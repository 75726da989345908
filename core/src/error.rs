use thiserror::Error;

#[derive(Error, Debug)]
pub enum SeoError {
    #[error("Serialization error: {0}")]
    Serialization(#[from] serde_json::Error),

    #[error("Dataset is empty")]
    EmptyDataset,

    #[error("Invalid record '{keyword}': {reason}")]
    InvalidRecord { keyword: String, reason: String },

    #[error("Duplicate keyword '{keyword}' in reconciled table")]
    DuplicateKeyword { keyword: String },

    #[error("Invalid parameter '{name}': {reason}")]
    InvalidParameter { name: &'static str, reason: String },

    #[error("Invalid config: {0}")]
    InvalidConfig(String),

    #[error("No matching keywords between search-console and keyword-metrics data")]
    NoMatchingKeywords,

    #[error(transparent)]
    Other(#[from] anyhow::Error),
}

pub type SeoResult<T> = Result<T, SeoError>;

——————————

WHAT THE TASK REQUIRES: Without changing a word, write out each entry again.

REPLY TO THE EXERCISE:
repository 75726da989345908
filename core/src/error.rs
use thiserror::Error;

#[derive(Error, Debug)]
pub enum SeoError {
    #[error("Serialization error: {0}")]
    Serialization(#[from] serde_json::Error),

    #[error("Dataset is empty")]
    EmptyDataset,

    #[error("Invalid record '{keyword}': {reason}")]
    InvalidRecord { keyword: String, reason: String },

    #[error("Duplicate keyword '{keyword}' in reconciled table")]
    DuplicateKeyword { keyword: String },

    #[error("Invalid parameter '{name}': {reason}")]
    InvalidParameter { name: &'static str, reason: String },

    #[error("Invalid config: {0}")]
    InvalidConfig(String),

    #[error("No matching keywords between search-console and keyword-metrics data")]
    NoMatchingKeywords,

    #[error(transparent)]
    Other(#[from] anyhow::Error),
}

pub type SeoResult<T> = Result<T, SeoError>;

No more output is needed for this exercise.